Speaking of food I thought I'd better get this recipe down while I remember it. So after all the brew pub burgers and diner fare we enjoyed while traveling through Northern California last week I figured it was time to dial things back about 4 notches and get a little dietary repair work done. Since we hadn't gone grocery shopping since getting back home this soup ended up being a tasty conglomeration of leftover veggies and freezer stash foods. It's a variation of the old classic "brown up some hamburger and toss in a bunch of veggies with some tomato product" that we all know and love. Allen and I both really enjoyed this soup. It's filling but light. I think between the two of us we ate half the pot. I was also excited to see an actual brothy soup emerge instead of the wet casseroles I often make (yeah, umm, I've made soups that have ended up thicker than most stews. It's a habit I'm trying to break.)
1 1/2lb ground beef
1 large onion (think cat head large)
6 or so carrots
1/2 bag frozen spinach
1/2 bag frozen corn (I used trader joe's roasted corn which I love because you get a great roasted/smokey/char flavor in soups without having to actually roast/smoke/char anything yourself)
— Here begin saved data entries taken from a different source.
// ── Kernel integration ──────────────────────────────────────────────────────

impl KernelState {
    fn bus_mut(&mut self, id: BusId) -> Result<&mut Bus> {
        self.buses
            .get_mut(id.slot())
            .filter(|b| b.id == id)
            .ok_or(Error::InvalidArgument("unknown bus"))
    }

    pub(crate) fn bus_create(&mut self, config: BusConfig) -> Result<BusId> {
        config.validate()?;
        if self.buses.is_full() {
            return Err(Error::ResourceExhausted("bus table"));
        }
        self.bus_generation = self.bus_generation.wrapping_add(1);
        let placeholder = BusId(0);
        let slot = self
            .buses
            .alloc(Bus::new(placeholder, config))
            .map_err(|_| Error::ResourceExhausted("bus table"))?;
        let id = BusId::new(self.bus_generation, slot);
        if let Some(bus) = self.buses.get_mut(slot) {
            bus.id = id;
        }
        debug!(bus = ?id, "bus created");
        Ok(id)
    }

    pub(crate) fn bus_destroy(&mut self, id: BusId) -> Result<()> {
        if self.bus_mut(id)?.has_subscribers() {
            return Err(Error::InvalidArgument("bus still has subscribers"));
        }
        self.buses.free(id.slot());
        debug!(bus = ?id, "bus destroyed");
        Ok(())
    }

    pub(crate) fn bus_publish(&mut self, id: BusId, payload: &[u8]) -> Result<()> {
        let bus = self.bus_mut(id)?;
        bus.publish(payload, Instant::now())?;
        let subscribers = bus.subscribers.len();
        trace!(bus = ?id, len = payload.len(), "published");
        for i in 0..subscribers {
            let Some(sub) = self.bus_mut(id)?.subscribers[i] else {
                continue;
            };
            if !sub.waiting {
                continue;
            }
            let slot = sub.actor.slot();
            let blocked = self.actors.get(slot).is_some_and(|cb| {
                cb.id == sub.actor
                    && cb.state == ActorState::Waiting
                    && matches!(cb.wait, Some(Wait::Bus { bus, .. }) if bus == id)
            });
            if blocked {
                self.wake(slot, None);
            }
        }
        Ok(())
    }

    pub(crate) fn bus_entry_count(&mut self, id: BusId) -> Result<usize> {
        Ok(self.bus_mut(id)?.entry_count(Instant::now()))
    }

    /// Release every subscription `dead` held.
    pub(crate) fn drop_subscriptions(&mut self, dead: ActorId) {
        for (_, bus) in self.buses.iter_mut() {
            if bus.unsubscribe(dead) {
                debug!(bus = ?bus.id, actor = %dead, "subscription released");
            }
        }
    }
}

impl Kernel {
    pub(crate) fn bus_subscribe(&self, me: ActorId, id: BusId) -> Result<()> {
        self.current_slot(me)?;
        self.state().bus_mut(id)?.subscribe(me)
    }

    pub(crate) fn bus_unsubscribe(&self, me: ActorId, id: BusId) -> Result<()> {
        self.current_slot(me)?;
        self.state().bus_mut(id)?.unsubscribe(me);
        Ok(())
    }

    pub(crate) fn bus_read(&self, me: ActorId, id: BusId, out: &mut [u8]) -> Result<usize> {
        self.current_slot(me)?;
        self.state().bus_mut(id)?.read(me, out, Instant::now())
    }

    /// Read, blocking until a publish or the timeout if nothing is pending.
    pub(crate) fn bus_read_wait(
        &self,
        me: ActorId,
        id: BusId,
        out: &mut [u8],
        timeout: Option<Duration>,
    ) -> Result<usize> {
        let slot = self.current_slot(me)?;
        let mut timer: Option<TimerId> = None;
        loop {
            let mut st = self.state();
            let read = st
                .bus_mut(id)
                .and_then(|bus| bus.read(me, out, Instant::now()));
            match read {
                Err(Error::WouldBlock) => {}
                other => {
                    if let Some(t) = timer {
                        st.cancel_timeout(me, t);
                    }
                    return other;
                }
            }
            if timer.is_some_and(|t| st.take_tick(me, t)) {
                return Err(Error::Timeout);
            }
            match timeout {
                Some(d) if d.is_zero() => return Err(Error::WouldBlock),
                Some(d) if timer.is_none() => timer = Some(st.start_timer(me, d, None)?),
                _ => {}
            }
            if let Err(err) = st.bus_mut(id).map(|bus| bus.set_waiting(me, true)) {
                if let Some(t) = timer {
                    st.cancel_timeout(me, t);
                }
                return Err(err);
            }
            drop(st);

            let woke = self.block(slot, Wait::Bus { bus: id, timeout: timer });
            let mut st = self.state();
            if let Ok(bus) = st.bus_mut(id) {
                bus.set_waiting(me, false);
            }
            if let Err(err) = woke {
                if let Some(t) = timer {
                    st.cancel_timeout(me, t);
                }
                return Err(err);
            }
        }
    }
}

#[cfg(test)]
mod tests {
    use super::*;

    fn bus(max_entries: usize, max_readers: usize) -> Bus {
        Bus::new(
            BusId::new(1, 0),
            BusConfig {
                max_entries,
                entry_size_max: 8,
                max_subscribers: 4,
                max_readers,
                max_age: None,
            },
        )
    }

    fn actor(n: usize) -> ActorId {
        ActorId::new(1, n)
    }

    fn read(bus: &mut Bus, who: ActorId) -> Result<Vec<u8>> {
        let mut out = [0u8; 8];
        let n = bus.read(who, &mut out, Instant::now())?;
        Ok(out[..n].to_vec())
    }

    #[test]
    fn oldest_entry_is_evicted_when_full() {
        let mut b = bus(2, 0);
        b.subscribe(actor(1)).unwrap();
        let now = Instant::now();
        for p in [b"one", b"two", b"thr"] {
            b.publish(p, now).unwrap();
        }
        assert_eq!(b.entry_count(now), 2);
        assert_eq!(read(&mut b, actor(1)).unwrap(), b"two");
        assert_eq!(read(&mut b, actor(1)).unwrap(), b"thr");
        assert!(matches!(read(&mut b, actor(1)), Err(Error::WouldBlock)));
    }

    #[test]
    fn late_subscriber_sees_no_history() {
        let mut b = bus(4, 0);
        let now = Instant::now();
        b.publish(b"old", now).unwrap();
        b.subscribe(actor(1)).unwrap();
        assert!(matches!(read(&mut b, actor(1)), Err(Error::WouldBlock)));
        b.publish(b"new", now).unwrap();
        assert_eq!(read(&mut b, actor(1)).unwrap(), b"new");
    }

    #[test]
    fn entry_freed_after_max_readers() {
        let mut b = bus(4, 2);
        for n in 1..=3 {
            b.subscribe(actor(n)).unwrap();
        }
        let now = Instant::now();
        b.publish(b"x", now).unwrap();
        read(&mut b, actor(1)).unwrap();
        assert_eq!(b.entry_count(now), 1);
        read(&mut b, actor(2)).unwrap();
        assert_eq!(b.entry_count(now), 0);
        assert!(matches!(read(&mut b, actor(3)), Err(Error::WouldBlock)));
        assert!(b.pool.is_empty());
    }

    #[test]
    fn entries_age_out() {
        let mut b = Bus::new(
            BusId::new(1, 0),
            BusConfig {
                max_age: Some(Duration::from_millis(5)),
                ..BusConfig::default()
            },
        );
        b.subscribe(actor(1)).unwrap();
        let t0 = Instant::now();
        b.publish(b"stale", t0).unwrap();
        let later = t0 + Duration::from_millis(10);
        assert_eq!(b.entry_count(later), 0);
        let mut out = [0u8; 8];
        assert!(matches!(b.read(actor(1), &mut out, later), Err(Error::WouldBlock)));
    }

    #[test]
    fn each_subscriber_reads_each_entry_once() {
        let mut b = bus(4, 0);
        b.subscribe(actor(1)).unwrap();
        b.subscribe(actor(2)).unwrap();
        b.publish(b"a", Instant::now()).unwrap();
        assert_eq!(read(&mut b, actor(1)).unwrap(), b"a");
        assert!(matches!(read(&mut b, actor(1)), Err(Error::WouldBlock)));
        assert_eq!(read(&mut b, actor(2)).unwrap(), b"a");
    }

    #[test]
    fn config_and_membership_checks() {
        let mut b = bus(2, 0);
        assert!(matches!(read(&mut b, actor(9)), Err(Error::InvalidArgument(_))));
        assert!(matches!(
            b.publish(&[0; 9], Instant::now()),
            Err(Error::InvalidArgument(_))
        ));
        let too_wide = BusConfig {
            max_subscribers: 65,
            ..BusConfig::default()
        };
        assert!(too_wide.validate().is_err());
        for n in 0..4 {
            b.subscribe(actor(n)).unwrap();
        }
        assert!(matches!(b.subscribe(actor(5)), Err(Error::ResourceExhausted(_))));
        assert!(b.unsubscribe(actor(0)));
        assert!(!b.unsubscribe(actor(0)));
        b.subscribe(actor(5)).unwrap();
    }

    #[test]
    fn bus_ids_carry_generation() {
        let id = BusId::new(3, 7);
        assert_eq!(id.slot(), 7);
        assert_ne!(id, BusId::new(4, 7));
    }

    #[test]
    fn vanished_bus_cancels_the_read_timeout() {
        use std::cell::Cell;
        use std::rc::Rc;

        use crate::config::{RuntimeConfig, SpawnOptions};
        use crate::ctx::Ctx;

        let k = Kernel::new(RuntimeConfig::default().with_max_actors(2)).unwrap();
        let outcome = Rc::new(Cell::new(None));
        let sink = outcome.clone();
        let reader = k
            .spawn(
                SpawnOptions::new(),
                Box::new(move |ctx: &Ctx<'_>| {
                    let id = ctx.bus_create(BusConfig::default()).unwrap();
                    ctx.bus_subscribe(id).unwrap();
                    let mut out = [0u8; 8];
                    let res = ctx.bus_read_wait(id, &mut out, Some(Duration::from_secs(30)));
                    let disarmed = ctx.kernel().state().sources.is_empty();
                    sink.set(Some((matches!(res, Err(Error::InvalidArgument(_))), disarmed)));
                    ctx.exit();
                }),
            )
            .unwrap();
        k.spawn(
            SpawnOptions::new(),
            Box::new(move |ctx: &Ctx<'_>| {
                let mut st = ctx.kernel().state();
                let index = st.buses.position(|_| true).unwrap();
                st.buses.free(index);
                st.wake(reader.slot(), None);
                drop(st);
                ctx.exit();
            }),
        )
        .unwrap();
        k.run().unwrap();
        assert_eq!(outcome.get(), Some((true, true)));
        assert_eq!(k.stats().crashed, 0);
    }
}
1 can diced tomatoes with chilies
2lbs (approx) of peeled, diced sweet potatoes
any other veg you can scrounge out of the fridge (in my case one zucchini and a bell pepper)
seasonings: salt, pepper, garlic, cumin, coriander, cayenne, beef stock
Just about what you'd expect. Brown your meat together with the onion and quickly saute your veg to start them cooking. I sauteed the sweet potato in a separate pan with some butter, salt, garlic, cumin, and coriander thinking that getting them a little brown might help the flavor, but I can't tell how well that worked. Anyway, once your onion is soft pour in the can of tomatoes, add your frozen veg, stir in a tablespoon of bullion, fill up with water, and simmer until the potatoes are cooked through.
For seasoning I started with basic salt, pepper, and garlic powder (I was out of fresh) to taste and then started playing around with the cumin and coriander. You want enough cumin so that you get a earthy, smoky sort of heat without it going full on tex-mex. I'd start with 3/4 tsp and go from there. Ditto for the coriander. You should taste the coriander but not be overwhelmed by it. Toss in some cayenne to taste.
Serve with some cheddar cheese sprinkled on top.